_Task requirements_: Search the data for the word "backend". Reproduce every line where it is found.

_Data for the task_:
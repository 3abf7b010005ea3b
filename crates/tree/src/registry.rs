//! The version registry: an in-memory `version -> known-present` map, the
//! source of truth for `VersionExists`/`AvailableVersions`/deletion
//! bookkeeping. Lazily hydrated from the backend on a miss.
//!
//! A single mutex guards the map; it is never held across store I/O (the
//! backend call in `exists` happens before the map is touched again).

use merkle_kv_store::NodeStore;
use merkle_kv_types::{StoreError, Version};
use std::collections::BTreeMap;
use std::sync::Mutex;

#[derive(Default)]
pub struct VersionRegistry {
    known: Mutex<BTreeMap<Version, bool>>,
}

impl VersionRegistry {
    pub fn new() -> Self {
        Self::default()
    }

    /// Replaces the registry with every root the store currently knows
    /// about. Call this during a non-lazy `load`; afterwards
    /// `available_versions` is guaranteed complete.
    pub fn hydrate_all(&self, store: &dyn NodeStore) -> Result<(), StoreError> {
        let roots = store.get_roots()?;
        let mut known = self.lock();
        known.clear();
        for version in roots.keys() {
            known.insert(*version, true);
        }
        Ok(())
    }

    /// Records `version`'s presence directly, without consulting the store.
    pub fn mark_present(&self, version: Version, present: bool) {
        self.lock().insert(version, present);
    }

    /// Drops `version` from the registry (does not touch the backend).
    pub fn forget(&self, version: Version) {
        self.lock().remove(&version);
    }

    /// Drops every version `>= from` from the registry.
    pub fn forget_from(&self, from: Version) {
        self.lock().retain(|v, _| *v < from);
    }

    /// Drops every version in the half-open range `[from, to)`.
    pub fn forget_range(&self, from: Version, to: Version) {
        self.lock().retain(|v, _| !(*v >= from && *v < to));
    }

    /// `true` iff `version` is known to exist. Consults the backend and
    /// caches the result on a registry miss — lazy hydration.
    pub fn exists(&self, store: &dyn NodeStore, version: Version) -> Result<bool, StoreError> {
        if let Some(present) = self.lock().get(&version).copied() {
            return Ok(present);
        }
        let present = store.has_root(version)?;
        self.mark_present(version, present);
        Ok(present)
    }

    /// The registry's currently hydrated, present versions. Complete only
    /// after a non-lazy `load`; under lazy loading this may omit versions
    /// nothing has queried yet (spec.md §9, open question (a)).
    pub fn available_versions(&self) -> Vec<Version> {
        self.lock()
            .iter()
            .filter(|(_, present)| **present)
            .map(|(v, _)| *v)
            .collect()
    }

    fn lock(&self) -> std::sync::MutexGuard<'_, BTreeMap<Version, bool>> {
        self.known.lock().unwrap_or_else(|poison| poison.into_inner())
    }
}

#[cfg(test)]
mod tests {
    use super::*;
    use merkle_kv_store::{MemoryNodeStore, NodeStore, RootEntry};

    #[test]
    fn lazy_exists_hydrates_on_miss_and_caches() {
        let store = MemoryNodeStore::new();
        let mut batch = store.begin_batch();
        batch.put_root(1, RootEntry::Empty);
        batch.commit().unwrap();

        let registry = VersionRegistry::new();
        assert!(registry.exists(&store, 1).unwrap());
        assert!(!registry.exists(&store, 2).unwrap());
        // Cached now; available_versions reflects the lazily-learned entry.
        assert_eq!(registry.available_versions(), vec![1]);
    }

    #[test]
    fn hydrate_all_populates_every_known_root() {
        let store = MemoryNodeStore::new();
        let mut batch = store.begin_batch();
        batch.put_root(1, RootEntry::Empty);
        batch.put_root(2, RootEntry::Empty);
        batch.commit().unwrap();

        let registry = VersionRegistry::new();
        registry.hydrate_all(&store).unwrap();
        assert_eq!(registry.available_versions(), vec![1, 2]);
    }
}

_Output for this exercise_:
//! bookkeeping. Lazily hydrated from the backend on a miss.
//! backend call in `exists` happens before the map is touched again).
    /// Drops `version` from the registry (does not touch the backend).
    /// `true` iff `version` is known to exist. Consults the backend and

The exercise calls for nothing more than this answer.